Method of mounting pressure ports in the skin of an aircraft

Abstract

A method of mounting at least one pressure port in a skin of an aircraft, where the port is made with a hollow tube implanted in the skin, optimizes conditions whereby each of the tubes is made flush with the skin so that static or dynamic pressure measurements are accurate and reliable. The method includes a step of leveling each of the tubes and a step of painting the skin. To achieve satisfactory leveling conditions for the tubes on each occasion, the leveling step is independent of the layer of paint deposited on the skin.

Claims

1. A method of mounting at least one pressure port in the skin of an aircraft, the port being made with a hollow tube implanted in the skin, the method comprising the following steps: a step of implanting at least one elongate tube in the skin of the aircraft, the tube emerging from the skin; a step of painting the skin and the emerging portion of the at least one tube; a step of cutting the emerging portion in order to shorten its length; and a step of leveling the shortened emerging portion in order to cause the at least one tube to be flush with the paint-coated skin to within a predetermined tolerance range.

2. The mounting method according to claim 1, further comprising a step of testing each implanted tube in order to verify that the tube is neither plugged nor leaky.

3. The mounting method according to claim 2, wherein the testing step takes place prior to the painting step and is performed by measuring pressure at each tube.
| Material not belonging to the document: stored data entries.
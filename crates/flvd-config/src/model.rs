//! Typed service settings.

use std::net::{IpAddr, Ipv4Addr, SocketAddr};
use std::path::PathBuf;
use std::time::Duration;

use serde::{Deserialize, Serialize};

/// Default listener port.
pub const DEFAULT_HTTP_PORT: u16 = 7071;
/// Default client binary.
pub const DEFAULT_STREAMER_BIN: &str = "flvstreamer";
/// Default wait for in-flight calls after shutdown begins.
pub const DEFAULT_SHUTDOWN_GRACE: Duration = Duration::from_secs(5);
/// Largest accepted `FLVD_MAX_CONCURRENT_FETCHES`; equals the permit limit of
/// a tokio semaphore.
pub const MAX_CONCURRENT_FETCHES_LIMIT: usize = usize::MAX >> 3;

/// Rule applied when a download targets an output path that is already being
/// written.
#[derive(Debug, Clone, Copy, Default, PartialEq, Eq, Serialize, Deserialize)]
#[serde(rename_all = "snake_case")]
pub enum SamePathPolicy {
    /// Queue behind the running download, then run.
    #[default]
    Wait,
    /// Refuse immediately.
    Reject,
}

impl SamePathPolicy {
    /// Parse the environment representation.
    #[must_use]
    pub fn parse(value: &str) -> Option<Self> {
        match value.trim().to_ascii_lowercase().as_str() {
            "wait" => Some(Self::Wait),
            "reject" => Some(Self::Reject),
            _ => None,
        }
    }

    /// Stable label.
    #[must_use]
    pub const fn as_str(self) -> &'static str {
        match self {
            Self::Wait => "wait",
            Self::Reject => "reject",
        }
    }
}

/// Streaming client implementation selected at startup.
#[derive(Debug, Clone, Copy, Default, PartialEq, Eq, Serialize, Deserialize)]
#[serde(rename_all = "snake_case")]
pub enum FetcherKind {
    /// Run the external client binary.
    #[default]
    Process,
    /// In-memory stub that writes a placeholder file.
    Stub,
}

impl FetcherKind {
    /// Parse the environment representation.
    #[must_use]
    pub fn parse(value: &str) -> Option<Self> {
        match value.trim().to_ascii_lowercase().as_str() {
            "process" => Some(Self::Process),
            "stub" => Some(Self::Stub),
            _ => None,
        }
    }

    /// Stable label.
    #[must_use]
    pub const fn as_str(self) -> &'static str {
        match self {
            Self::Process => "process",
            Self::Stub => "stub",
        }
    }
}

/// Explicit log output format.
#[derive(Debug, Clone, Copy, PartialEq, Eq, Serialize, Deserialize)]
#[serde(rename_all = "snake_case")]
pub enum LogFormatSetting {
    /// Structured JSON lines.
    Json,
    /// Human-readable output.
    Pretty,
}

impl LogFormatSetting {
    /// Parse the environment representation.
    #[must_use]
    pub fn parse(value: &str) -> Option<Self> {
        match value.trim().to_ascii_lowercase().as_str() {
            "json" => Some(Self::Json),
            "pretty" => Some(Self::Pretty),
            _ => None,
        }
    }
}

/// Immutable settings for one service process.
#[derive(Debug, Clone, PartialEq, Eq, Serialize)]
pub struct ServiceConfig {
    /// Listener IP address.
    pub bind_addr: IpAddr,
    /// Listener port.
    pub http_port: u16,
    /// Permit a non-loopback bind address.
    pub allow_remote: bool,
    /// Streaming client implementation.
    pub fetcher: FetcherKind,
    /// Client binary for [`FetcherKind::Process`].
    pub streamer_bin: PathBuf,
    /// Extra client arguments placed before `-r`.
    pub streamer_args: Vec<String>,
    /// Same-path download rule.
    pub same_path_policy: SamePathPolicy,
    /// Cap on concurrent client runs; `None` means unlimited.
    pub max_concurrent_fetches: Option<usize>,
    /// Reject unsafe titles and empty prefixes at the router.
    pub strict_inputs: bool,
    /// Log format override; inferred from the build profile when `None`.
    pub log_format: Option<LogFormatSetting>,
    /// Max wait for in-flight calls after shutdown begins.
    #[serde(with = "secs")]
    pub shutdown_grace: Duration,
}

impl Default for ServiceConfig {
    fn default() -> Self {
        Self {
            bind_addr: IpAddr::V4(Ipv4Addr::LOCALHOST),
            http_port: DEFAULT_HTTP_PORT,
            allow_remote: false,
            fetcher: FetcherKind::default(),
            streamer_bin: PathBuf::from(DEFAULT_STREAMER_BIN),
            streamer_args: Vec::new(),
            same_path_policy: SamePathPolicy::default(),
            max_concurrent_fetches: None,
            strict_inputs: false,
            log_format: None,
            shutdown_grace: DEFAULT_SHUTDOWN_GRACE,
        }
    }
}

impl ServiceConfig {
    /// Socket address the API listener binds to.
    #[must_use]
    pub const fn listen_addr(&self) -> SocketAddr {
        SocketAddr::new(self.bind_addr, self.http_port)
    }
}

mod secs {
    use std::time::Duration;

    use serde::Serializer;

    pub(super) fn serialize<S: Serializer>(value: &Duration, serializer: S) -> Result<S::Ok, S::Error> {
        serializer.serialize_u64(value.as_secs())
    }
}
//! Wire types shared by the router and its clients.

use flvd_core::{FetchStatus, RemoveStatus};
use serde::{Deserialize, Serialize};

pub use flvd_core::{DownloadRequest, RemoveRequest};

/// RFC9457-compatible problem document returned on transport faults.
#[derive(Debug, Clone, Serialize, Deserialize, PartialEq, Eq)]
pub struct ProblemDetails {
    /// Problem type URI reference.
    #[serde(rename = "type")]
    pub kind: String,
    /// Short summary of the problem class.
    pub title: String,
    /// HTTP status code.
    pub status: u16,
    /// Occurrence-specific explanation.
    #[serde(default, skip_serializing_if = "Option::is_none")]
    pub detail: Option<String>,
    /// Per-field validation failures.
    #[serde(default, skip_serializing_if = "Option::is_none")]
    pub invalid_params: Option<Vec<ProblemInvalidParam>>,
}

/// Invalid parameter pointer surfaced alongside a [`ProblemDetails`] payload.
#[derive(Debug, Clone, Serialize, Deserialize, PartialEq, Eq)]
pub struct ProblemInvalidParam {
    /// JSON pointer to the offending field (e.g. `/title`).
    pub pointer: String,
    /// Machine-readable reason.
    pub message: String,
}

/// Body of every successful RPC: the integer code and its label.
#[derive(Debug, Clone, Serialize, Deserialize, PartialEq, Eq)]
pub struct StatusResponse {
    /// Status code exactly as the orchestrator returned it.
    pub status: i32,
    /// Stable label for the code (`success`, `not_found`, ...).
    pub outcome: String,
}

impl From<FetchStatus> for StatusResponse {
    fn from(status: FetchStatus) -> Self {
        Self {
            status: status.code(),
            outcome: status.label().to_string(),
        }
    }
}

impl From<RemoveStatus> for StatusResponse {
    fn from(status: RemoveStatus) -> Self {
        Self {
            status: status.code(),
            outcome: status.label().to_string(),
        }
    }
}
4. The mounting method according to claim 1, further comprising a step of protecting the tube prior to the painting step in order to prevent paint from penetrating into the tube.

5. The mounting method according to claim 4, wherein the protecting step corresponds to a step of temporarily closing the tube.

6. The mounting method according to claim 1, wherein the tube is made to be flush with the skin within tolerance lying in the range 40 m.

7. The mounting method according to claim 1, wherein the leveling step is performed with a milling tool with micrometer adjustment, the milling tool being mounted on a power tool having a rotary platform.

8. The mounting method according to claim 7, wherein the power tool is a screwdriver.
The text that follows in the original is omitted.